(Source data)
%%

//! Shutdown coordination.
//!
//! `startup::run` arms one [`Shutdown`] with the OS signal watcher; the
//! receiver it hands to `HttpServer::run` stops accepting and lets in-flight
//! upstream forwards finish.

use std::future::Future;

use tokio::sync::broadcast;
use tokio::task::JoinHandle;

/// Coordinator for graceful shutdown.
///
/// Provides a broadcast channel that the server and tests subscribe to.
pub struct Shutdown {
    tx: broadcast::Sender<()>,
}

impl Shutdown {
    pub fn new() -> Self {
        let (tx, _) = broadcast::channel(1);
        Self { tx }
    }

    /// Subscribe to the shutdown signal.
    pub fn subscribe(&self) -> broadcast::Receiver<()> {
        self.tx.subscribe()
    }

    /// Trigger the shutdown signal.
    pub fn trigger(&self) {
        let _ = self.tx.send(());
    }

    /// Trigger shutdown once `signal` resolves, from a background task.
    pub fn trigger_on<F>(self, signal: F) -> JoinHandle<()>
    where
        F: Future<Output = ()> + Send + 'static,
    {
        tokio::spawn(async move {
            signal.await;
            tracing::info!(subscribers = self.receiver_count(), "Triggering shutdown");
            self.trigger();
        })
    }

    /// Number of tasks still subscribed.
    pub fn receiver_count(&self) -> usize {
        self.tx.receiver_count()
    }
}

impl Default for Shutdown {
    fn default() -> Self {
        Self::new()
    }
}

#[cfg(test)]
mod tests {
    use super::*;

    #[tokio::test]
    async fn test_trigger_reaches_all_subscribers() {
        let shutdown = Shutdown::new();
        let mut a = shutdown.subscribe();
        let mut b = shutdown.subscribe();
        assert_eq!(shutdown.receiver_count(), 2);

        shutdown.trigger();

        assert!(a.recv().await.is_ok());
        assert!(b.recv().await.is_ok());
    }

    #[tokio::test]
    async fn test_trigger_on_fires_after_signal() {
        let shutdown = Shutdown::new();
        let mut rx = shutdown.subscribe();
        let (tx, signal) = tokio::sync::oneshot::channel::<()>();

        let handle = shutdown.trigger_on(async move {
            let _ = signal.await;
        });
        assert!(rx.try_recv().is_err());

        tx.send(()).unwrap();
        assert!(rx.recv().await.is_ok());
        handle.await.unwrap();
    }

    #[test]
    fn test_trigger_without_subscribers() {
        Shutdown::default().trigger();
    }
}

%%

• Assignment: What this exercise asks for is the data above, retyped exactly.

• Task solution:
//! Shutdown coordination.
//!
//! `startup::run` arms one [`Shutdown`] with the OS signal watcher; the
//! receiver it hands to `HttpServer::run` stops accepting and lets in-flight
//! upstream forwards finish.

use std::future::Future;

use tokio::sync::broadcast;
use tokio::task::JoinHandle;

/// Coordinator for graceful shutdown.
///
/// Provides a broadcast channel that the server and tests subscribe to.
pub struct Shutdown {
    tx: broadcast::Sender<()>,
}

impl Shutdown {
    pub fn new() -> Self {
        let (tx, _) = broadcast::channel(1);
        Self { tx }
    }

    /// Subscribe to the shutdown signal.
    pub fn subscribe(&self) -> broadcast::Receiver<()> {
        self.tx.subscribe()
    }

    /// Trigger the shutdown signal.
    pub fn trigger(&self) {
        let _ = self.tx.send(());
    }

    /// Trigger shutdown once `signal` resolves, from a background task.
    pub fn trigger_on<F>(self, signal: F) -> JoinHandle<()>
    where
        F: Future<Output = ()> + Send + 'static,
    {
        tokio::spawn(async move {
            signal.await;
            tracing::info!(subscribers = self.receiver_count(), "Triggering shutdown");
            self.trigger();
        })
    }

    /// Number of tasks still subscribed.
    pub fn receiver_count(&self) -> usize {
        self.tx.receiver_count()
    }
}

impl Default for Shutdown {
    fn default() -> Self {
        Self::new()
    }
}

#[cfg(test)]
mod tests {
    use super::*;

    #[tokio::test]
    async fn test_trigger_reaches_all_subscribers() {
        let shutdown = Shutdown::new();
        let mut a = shutdown.subscribe();
        let mut b = shutdown.subscribe();
        assert_eq!(shutdown.receiver_count(), 2);

        shutdown.trigger();

        assert!(a.recv().await.is_ok());
        assert!(b.recv().await.is_ok());
    }

    #[tokio::test]
    async fn test_trigger_on_fires_after_signal() {
        let shutdown = Shutdown::new();
        let mut rx = shutdown.subscribe();
        let (tx, signal) = tokio::sync::oneshot::channel::<()>();

        let handle = shutdown.trigger_on(async move {
            let _ = signal.await;
        });
        assert!(rx.try_recv().is_err());

        tx.send(()).unwrap();
        assert!(rx.recv().await.is_ok());
        handle.await.unwrap();
    }

    #[test]
    fn test_trigger_without_subscribers() {
        Shutdown::default().trigger();
    }
}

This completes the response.